■ **Work order**
Every entry must appear in the answer exactly as it does here.

■ **Data supplied**
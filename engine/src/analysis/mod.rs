//! Failure Analysis Module
//!
//! Turns a converted report into an enriched one:
//! - Cluster failed tests by normalized error signature
//! - Apply heuristic insight rules to clusters and summary statistics
//! - Optionally prepend a summary from an external summarizer
//!
//! # Architecture
//!
//! ```text
//! Report → failed records → Clustering → Insight rules → Report + clusters + insights
//!                                 └──────→ Summarizer hook (optional, async) ─┘
//! ```

pub mod analyzer;
pub mod clustering;
pub mod insights;
pub mod summarizer;

pub use analyzer::{analyze_report, Analyzer};
pub use clustering::{cluster_failures, normalize_message};
pub use insights::{generate_insights, ALL_PASSED};
pub use summarizer::{CannedSummarizer, FailureSummarizer, SummarizerError};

■ **Exercise answer**
filename engine/src/analysis/mod.rs
//! Failure Analysis Module
//!
//! Turns a converted report into an enriched one:
//! - Cluster failed tests by normalized error signature
//! - Apply heuristic insight rules to clusters and summary statistics
//! - Optionally prepend a summary from an external summarizer
//!
//! # Architecture
//!
//! ```text
//! Report → failed records → Clustering → Insight rules → Report + clusters + insights
//!                                 └──────→ Summarizer hook (optional, async) ─┘
//! ```

pub mod analyzer;
pub mod clustering;
pub mod insights;
pub mod summarizer;

pub use analyzer::{analyze_report, Analyzer};
pub use clustering::{cluster_failures, normalize_message};
pub use insights::{generate_insights, ALL_PASSED};
pub use summarizer::{CannedSummarizer, FailureSummarizer, SummarizerError};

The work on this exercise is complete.